In the records that follow, find each line containing "Data" and copy it.

★ ★ ★ ★ ★

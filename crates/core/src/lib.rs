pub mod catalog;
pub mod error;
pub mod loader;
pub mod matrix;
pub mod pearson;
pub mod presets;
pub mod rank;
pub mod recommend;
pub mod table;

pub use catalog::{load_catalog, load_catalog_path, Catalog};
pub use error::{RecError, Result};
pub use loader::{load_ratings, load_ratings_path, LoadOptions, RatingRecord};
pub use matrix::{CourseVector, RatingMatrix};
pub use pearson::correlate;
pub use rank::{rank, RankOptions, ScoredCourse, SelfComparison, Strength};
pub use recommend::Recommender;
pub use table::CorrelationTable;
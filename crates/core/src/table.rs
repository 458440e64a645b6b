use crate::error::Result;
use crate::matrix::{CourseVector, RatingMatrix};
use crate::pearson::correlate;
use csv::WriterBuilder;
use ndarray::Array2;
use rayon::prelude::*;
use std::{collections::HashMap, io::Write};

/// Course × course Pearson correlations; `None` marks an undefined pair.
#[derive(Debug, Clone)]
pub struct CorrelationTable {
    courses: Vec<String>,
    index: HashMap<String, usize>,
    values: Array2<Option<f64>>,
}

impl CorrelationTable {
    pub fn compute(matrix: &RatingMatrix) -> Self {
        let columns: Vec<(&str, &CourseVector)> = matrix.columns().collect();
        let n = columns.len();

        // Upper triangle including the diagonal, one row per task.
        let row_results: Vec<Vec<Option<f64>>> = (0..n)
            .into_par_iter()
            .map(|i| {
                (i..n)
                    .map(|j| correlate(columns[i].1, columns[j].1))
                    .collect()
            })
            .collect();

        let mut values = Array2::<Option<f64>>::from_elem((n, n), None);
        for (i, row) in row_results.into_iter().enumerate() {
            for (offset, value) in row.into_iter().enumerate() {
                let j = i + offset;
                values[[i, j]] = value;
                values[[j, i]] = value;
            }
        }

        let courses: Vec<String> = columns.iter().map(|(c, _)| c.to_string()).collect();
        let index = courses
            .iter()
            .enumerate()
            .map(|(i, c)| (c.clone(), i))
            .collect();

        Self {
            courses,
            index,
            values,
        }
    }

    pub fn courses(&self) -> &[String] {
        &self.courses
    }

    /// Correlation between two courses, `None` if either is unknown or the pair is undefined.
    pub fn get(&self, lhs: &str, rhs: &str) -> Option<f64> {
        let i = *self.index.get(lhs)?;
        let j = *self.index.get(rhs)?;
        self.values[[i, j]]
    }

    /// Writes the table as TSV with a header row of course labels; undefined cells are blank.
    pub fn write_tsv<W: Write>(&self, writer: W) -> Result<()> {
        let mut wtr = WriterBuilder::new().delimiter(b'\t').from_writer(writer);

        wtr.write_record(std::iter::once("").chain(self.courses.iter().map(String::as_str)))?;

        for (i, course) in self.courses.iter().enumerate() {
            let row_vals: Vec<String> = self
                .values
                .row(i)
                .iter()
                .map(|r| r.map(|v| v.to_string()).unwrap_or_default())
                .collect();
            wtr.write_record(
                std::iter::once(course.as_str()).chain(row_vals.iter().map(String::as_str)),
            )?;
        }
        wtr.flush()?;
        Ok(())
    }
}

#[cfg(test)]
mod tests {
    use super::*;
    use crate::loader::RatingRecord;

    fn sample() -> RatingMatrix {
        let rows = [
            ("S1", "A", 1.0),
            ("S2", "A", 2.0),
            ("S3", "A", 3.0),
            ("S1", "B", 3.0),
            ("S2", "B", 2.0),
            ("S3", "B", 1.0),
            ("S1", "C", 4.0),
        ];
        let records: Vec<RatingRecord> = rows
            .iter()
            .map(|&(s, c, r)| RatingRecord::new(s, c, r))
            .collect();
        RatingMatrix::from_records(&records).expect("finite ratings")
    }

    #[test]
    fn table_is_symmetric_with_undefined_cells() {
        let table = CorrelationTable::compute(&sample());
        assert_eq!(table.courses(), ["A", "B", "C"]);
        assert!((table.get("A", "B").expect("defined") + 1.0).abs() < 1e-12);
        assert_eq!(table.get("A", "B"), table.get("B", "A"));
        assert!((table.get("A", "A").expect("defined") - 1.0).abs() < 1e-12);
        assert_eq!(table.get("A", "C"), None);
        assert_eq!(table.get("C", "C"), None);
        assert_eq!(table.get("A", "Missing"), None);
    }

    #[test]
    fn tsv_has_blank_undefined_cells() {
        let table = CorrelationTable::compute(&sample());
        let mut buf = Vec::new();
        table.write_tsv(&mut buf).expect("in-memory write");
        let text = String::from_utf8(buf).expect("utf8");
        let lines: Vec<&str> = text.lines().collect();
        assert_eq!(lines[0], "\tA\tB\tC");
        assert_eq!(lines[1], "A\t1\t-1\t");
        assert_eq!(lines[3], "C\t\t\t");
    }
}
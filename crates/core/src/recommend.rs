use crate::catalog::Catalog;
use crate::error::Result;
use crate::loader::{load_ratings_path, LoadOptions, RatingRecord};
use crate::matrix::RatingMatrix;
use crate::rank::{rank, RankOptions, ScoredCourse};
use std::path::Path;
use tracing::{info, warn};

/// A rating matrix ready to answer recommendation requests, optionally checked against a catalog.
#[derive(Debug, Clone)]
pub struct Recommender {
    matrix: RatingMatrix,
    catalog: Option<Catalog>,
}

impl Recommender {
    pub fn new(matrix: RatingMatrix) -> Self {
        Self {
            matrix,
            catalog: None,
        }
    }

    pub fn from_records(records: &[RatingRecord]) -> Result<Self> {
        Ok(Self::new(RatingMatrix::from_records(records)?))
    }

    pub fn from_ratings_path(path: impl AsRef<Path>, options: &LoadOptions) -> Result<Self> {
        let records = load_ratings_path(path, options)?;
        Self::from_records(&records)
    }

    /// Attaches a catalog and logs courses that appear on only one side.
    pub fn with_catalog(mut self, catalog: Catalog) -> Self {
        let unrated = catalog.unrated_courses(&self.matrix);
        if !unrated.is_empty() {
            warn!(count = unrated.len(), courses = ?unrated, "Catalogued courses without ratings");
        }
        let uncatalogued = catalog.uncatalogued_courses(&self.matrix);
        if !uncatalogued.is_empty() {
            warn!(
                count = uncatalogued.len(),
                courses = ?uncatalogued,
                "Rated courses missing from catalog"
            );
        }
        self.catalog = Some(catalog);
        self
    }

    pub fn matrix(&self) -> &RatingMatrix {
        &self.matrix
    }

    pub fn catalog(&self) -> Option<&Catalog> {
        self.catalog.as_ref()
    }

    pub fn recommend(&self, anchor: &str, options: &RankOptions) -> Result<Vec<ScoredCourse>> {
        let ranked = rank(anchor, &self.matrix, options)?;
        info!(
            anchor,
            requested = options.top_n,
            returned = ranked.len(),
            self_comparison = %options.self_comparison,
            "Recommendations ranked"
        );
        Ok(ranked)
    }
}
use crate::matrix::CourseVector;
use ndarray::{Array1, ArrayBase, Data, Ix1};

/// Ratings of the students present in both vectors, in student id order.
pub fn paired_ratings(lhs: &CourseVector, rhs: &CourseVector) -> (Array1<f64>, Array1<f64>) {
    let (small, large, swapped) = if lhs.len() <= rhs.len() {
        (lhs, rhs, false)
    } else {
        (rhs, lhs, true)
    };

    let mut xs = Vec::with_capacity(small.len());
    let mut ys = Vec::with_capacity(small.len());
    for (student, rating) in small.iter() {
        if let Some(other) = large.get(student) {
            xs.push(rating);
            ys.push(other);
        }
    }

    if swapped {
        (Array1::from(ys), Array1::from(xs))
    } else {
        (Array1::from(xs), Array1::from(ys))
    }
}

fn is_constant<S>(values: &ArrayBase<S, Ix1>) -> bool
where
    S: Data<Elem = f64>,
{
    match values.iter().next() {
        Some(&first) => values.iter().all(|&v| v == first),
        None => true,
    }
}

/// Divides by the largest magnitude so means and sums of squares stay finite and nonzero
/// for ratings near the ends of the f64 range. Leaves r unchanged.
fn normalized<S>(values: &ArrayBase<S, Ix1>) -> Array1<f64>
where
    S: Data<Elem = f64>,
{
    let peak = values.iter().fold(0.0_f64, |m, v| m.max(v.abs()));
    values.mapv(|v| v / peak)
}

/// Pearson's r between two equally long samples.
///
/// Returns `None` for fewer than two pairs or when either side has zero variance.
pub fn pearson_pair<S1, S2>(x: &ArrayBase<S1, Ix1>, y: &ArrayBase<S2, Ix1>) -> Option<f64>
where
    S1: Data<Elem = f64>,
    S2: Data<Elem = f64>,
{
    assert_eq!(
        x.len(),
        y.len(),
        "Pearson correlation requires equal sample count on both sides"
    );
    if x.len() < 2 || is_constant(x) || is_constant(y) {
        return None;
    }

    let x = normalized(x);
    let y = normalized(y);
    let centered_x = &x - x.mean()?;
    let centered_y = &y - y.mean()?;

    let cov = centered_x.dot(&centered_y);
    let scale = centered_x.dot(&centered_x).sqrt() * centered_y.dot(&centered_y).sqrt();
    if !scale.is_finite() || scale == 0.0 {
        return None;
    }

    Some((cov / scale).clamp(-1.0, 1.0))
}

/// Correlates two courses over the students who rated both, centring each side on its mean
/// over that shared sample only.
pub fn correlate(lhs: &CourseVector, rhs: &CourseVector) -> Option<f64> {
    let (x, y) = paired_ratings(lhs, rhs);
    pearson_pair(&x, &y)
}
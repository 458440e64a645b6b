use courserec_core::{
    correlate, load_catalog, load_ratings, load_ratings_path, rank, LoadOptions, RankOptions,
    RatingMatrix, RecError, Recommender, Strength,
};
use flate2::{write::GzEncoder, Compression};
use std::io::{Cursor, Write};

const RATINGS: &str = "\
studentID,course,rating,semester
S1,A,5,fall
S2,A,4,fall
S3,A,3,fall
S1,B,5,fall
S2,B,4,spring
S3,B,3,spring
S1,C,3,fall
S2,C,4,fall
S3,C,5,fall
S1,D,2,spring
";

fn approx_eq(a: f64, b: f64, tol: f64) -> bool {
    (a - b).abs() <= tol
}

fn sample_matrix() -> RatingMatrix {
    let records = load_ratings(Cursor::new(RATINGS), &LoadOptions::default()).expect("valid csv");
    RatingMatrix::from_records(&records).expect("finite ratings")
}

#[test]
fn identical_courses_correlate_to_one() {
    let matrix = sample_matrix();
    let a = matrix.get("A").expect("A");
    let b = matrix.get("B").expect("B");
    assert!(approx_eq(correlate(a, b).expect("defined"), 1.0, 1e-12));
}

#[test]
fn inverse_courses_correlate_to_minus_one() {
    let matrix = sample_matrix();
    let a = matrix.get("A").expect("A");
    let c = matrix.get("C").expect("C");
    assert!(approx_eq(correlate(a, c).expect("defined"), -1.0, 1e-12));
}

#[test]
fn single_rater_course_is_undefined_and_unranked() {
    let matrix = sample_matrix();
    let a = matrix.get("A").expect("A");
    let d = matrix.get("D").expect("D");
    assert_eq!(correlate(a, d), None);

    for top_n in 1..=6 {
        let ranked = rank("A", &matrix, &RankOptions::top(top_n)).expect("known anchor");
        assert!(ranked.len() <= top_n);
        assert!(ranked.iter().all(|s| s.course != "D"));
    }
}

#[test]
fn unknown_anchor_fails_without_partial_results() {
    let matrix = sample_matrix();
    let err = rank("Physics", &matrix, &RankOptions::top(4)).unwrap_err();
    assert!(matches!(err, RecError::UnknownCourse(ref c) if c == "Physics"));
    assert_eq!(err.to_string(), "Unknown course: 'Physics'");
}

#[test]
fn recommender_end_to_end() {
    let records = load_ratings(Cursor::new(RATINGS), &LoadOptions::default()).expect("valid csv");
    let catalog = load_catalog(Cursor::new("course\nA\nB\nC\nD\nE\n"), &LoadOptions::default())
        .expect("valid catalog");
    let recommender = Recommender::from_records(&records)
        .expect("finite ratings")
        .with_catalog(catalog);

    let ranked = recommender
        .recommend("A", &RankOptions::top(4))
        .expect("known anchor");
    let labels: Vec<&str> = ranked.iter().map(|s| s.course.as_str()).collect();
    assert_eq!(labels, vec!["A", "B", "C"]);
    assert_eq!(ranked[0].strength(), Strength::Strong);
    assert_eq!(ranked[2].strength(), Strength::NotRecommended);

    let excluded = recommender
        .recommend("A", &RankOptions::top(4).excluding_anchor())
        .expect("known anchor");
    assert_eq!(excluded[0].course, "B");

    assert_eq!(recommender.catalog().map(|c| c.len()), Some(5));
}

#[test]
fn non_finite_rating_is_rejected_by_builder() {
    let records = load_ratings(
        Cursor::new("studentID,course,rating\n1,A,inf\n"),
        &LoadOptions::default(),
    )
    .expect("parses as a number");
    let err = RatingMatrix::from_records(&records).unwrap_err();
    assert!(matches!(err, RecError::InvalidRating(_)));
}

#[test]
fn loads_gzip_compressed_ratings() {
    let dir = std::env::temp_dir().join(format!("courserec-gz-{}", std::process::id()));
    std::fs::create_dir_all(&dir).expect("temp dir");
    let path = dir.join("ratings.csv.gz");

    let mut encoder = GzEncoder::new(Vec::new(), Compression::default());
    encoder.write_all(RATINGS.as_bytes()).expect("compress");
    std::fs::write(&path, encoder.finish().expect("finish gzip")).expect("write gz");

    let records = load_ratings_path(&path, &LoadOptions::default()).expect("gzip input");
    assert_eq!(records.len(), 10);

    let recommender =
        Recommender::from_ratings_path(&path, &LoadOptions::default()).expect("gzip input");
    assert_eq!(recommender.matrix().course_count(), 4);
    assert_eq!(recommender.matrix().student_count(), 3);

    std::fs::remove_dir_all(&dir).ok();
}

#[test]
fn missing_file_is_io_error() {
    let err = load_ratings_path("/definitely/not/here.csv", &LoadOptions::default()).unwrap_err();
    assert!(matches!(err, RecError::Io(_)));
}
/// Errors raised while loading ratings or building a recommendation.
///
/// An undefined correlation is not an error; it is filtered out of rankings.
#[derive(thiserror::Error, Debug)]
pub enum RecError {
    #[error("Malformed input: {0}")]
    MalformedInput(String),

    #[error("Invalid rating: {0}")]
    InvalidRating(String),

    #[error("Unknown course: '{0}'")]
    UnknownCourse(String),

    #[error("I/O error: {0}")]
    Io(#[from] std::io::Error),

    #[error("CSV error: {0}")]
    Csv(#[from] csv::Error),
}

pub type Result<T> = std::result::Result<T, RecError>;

★ ★ ★ ★ ★

* _EXERCISE OUTPUT_
use ndarray::{Array1, ArrayBase, Data, Ix1};
    S: Data<Elem = f64>,
    S: Data<Elem = f64>,
    S1: Data<Elem = f64>,
    S2: Data<Elem = f64>,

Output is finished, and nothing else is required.